#### EXERCISE DIRECTIONS
Your task is to repeat the data exactly, every line of it.

[Dataset entries]
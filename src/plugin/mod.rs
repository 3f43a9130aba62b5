//! Plugin Module
//!
//! Composable plugin hierarchies:
//! - Type declarations and handles
//! - Linearization of multiple inheritance
//! - Registry with per-root frontier and cached composite

pub mod config;
pub mod descriptor;
pub mod extended;
pub mod interface;
pub mod linearize;
pub mod registry;
pub mod snapshot;

pub use config::{LinearizationPolicy, RegistryConfig};
pub use descriptor::{TypeHandle, TypeKind, TypeSpec, RESERVED_FIELDS};
pub use extended::Extended;
pub use interface::{Behavior, Call};
pub use registry::Registry;
pub use snapshot::{RegistrySnapshot, RootSummary, TypeSummary};
// SPDX-License-Identifier: BUSL-1.1
// Copyright (c) 2026 Alfred Jean LLC

//! Bot definition: a named, optionally scheduled unit of automation.

use crate::clock::Clock;
use chrono::{DateTime, Utc};
use serde::{Deserialize, Serialize};

crate::string_id! {
    /// Unique identifier for a bot definition.
    pub struct BotId("bot-");
}

/// A registered bot.
///
/// `script` is a symbolic identifier the agent side resolves to a runnable
/// module; the orchestrator never interprets it.
#[derive(Debug, Clone, PartialEq, Serialize, Deserialize)]
pub struct Bot {
    pub id: BotId,
    pub name: String,
    pub script: String,
    /// Five-field cron expression, validated at write time.
    #[serde(default, skip_serializing_if = "Option::is_none")]
    pub schedule: Option<String>,
    pub created_at: DateTime<Utc>,
}

impl Bot {
    pub fn new(
        name: impl Into<String>,
        script: impl Into<String>,
        schedule: Option<String>,
        clock: &impl Clock,
    ) -> Self {
        Self {
            id: BotId::generate(),
            name: name.into(),
            script: script.into(),
            schedule,
            created_at: clock.now(),
        }
    }
}

crate::builder! {
    pub struct BotBuilder => Bot {
        into {
            name: String = "test-bot",
            script: String = "sample_bot",
        }
        set {
            id: BotId = BotId::generate(),
            created_at: DateTime<Utc> = DateTime::UNIX_EPOCH,
        }
        option {
            schedule: String = None,
        }
    }
}

#[cfg(test)]
#[path = "bot_tests.rs"]
mod tests;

#### EXERCISE ANSWER
filename src/plugin/mod.rs
repository 3f43a9130aba62b5
//! Plugin Module
//!
//! Composable plugin hierarchies:
//! - Type declarations and handles
//! - Linearization of multiple inheritance
//! - Registry with per-root frontier and cached composite

pub mod config;
pub mod descriptor;
pub mod extended;
pub mod interface;
pub mod linearize;
pub mod registry;
pub mod snapshot;

pub use config::{LinearizationPolicy, RegistryConfig};
pub use descriptor::{TypeHandle, TypeKind, TypeSpec, RESERVED_FIELDS};
pub use extended::Extended;
pub use interface::{Behavior, Call};
pub use registry::Registry;
pub use snapshot::{RegistrySnapshot, RootSummary, TypeSummary};
// SPDX-License-Identifier: BUSL-1.1
// Copyright (c) 2026 Alfred Jean LLC

//! Bot definition: a named, optionally scheduled unit of automation.

use crate::clock::Clock;
use chrono::{DateTime, Utc};
use serde::{Deserialize, Serialize};

crate::string_id! {
    /// Unique identifier for a bot definition.
    pub struct BotId("bot-");
}

/// A registered bot.
///
/// `script` is a symbolic identifier the agent side resolves to a runnable
/// module; the orchestrator never interprets it.
#[derive(Debug, Clone, PartialEq, Serialize, Deserialize)]
pub struct Bot {
    pub id: BotId,
    pub name: String,
    pub script: String,
    /// Five-field cron expression, validated at write time.
    #[serde(default, skip_serializing_if = "Option::is_none")]
    pub schedule: Option<String>,
    pub created_at: DateTime<Utc>,
}

impl Bot {
    pub fn new(
        name: impl Into<String>,
        script: impl Into<String>,
        schedule: Option<String>,
        clock: &impl Clock,
    ) -> Self {
        Self {
            id: BotId::generate(),
            name: name.into(),
            script: script.into(),
            schedule,
            created_at: clock.now(),
        }
    }
}

crate::builder! {
    pub struct BotBuilder => Bot {
        into {
            name: String = "test-bot",
            script: String = "sample_bot",
        }
        set {
            id: BotId = BotId::generate(),
            created_at: DateTime<Utc> = DateTime::UNIX_EPOCH,
        }
        option {
            schedule: String = None,
        }
    }
}

#[cfg(test)]
#[path = "bot_tests.rs"]
mod tests;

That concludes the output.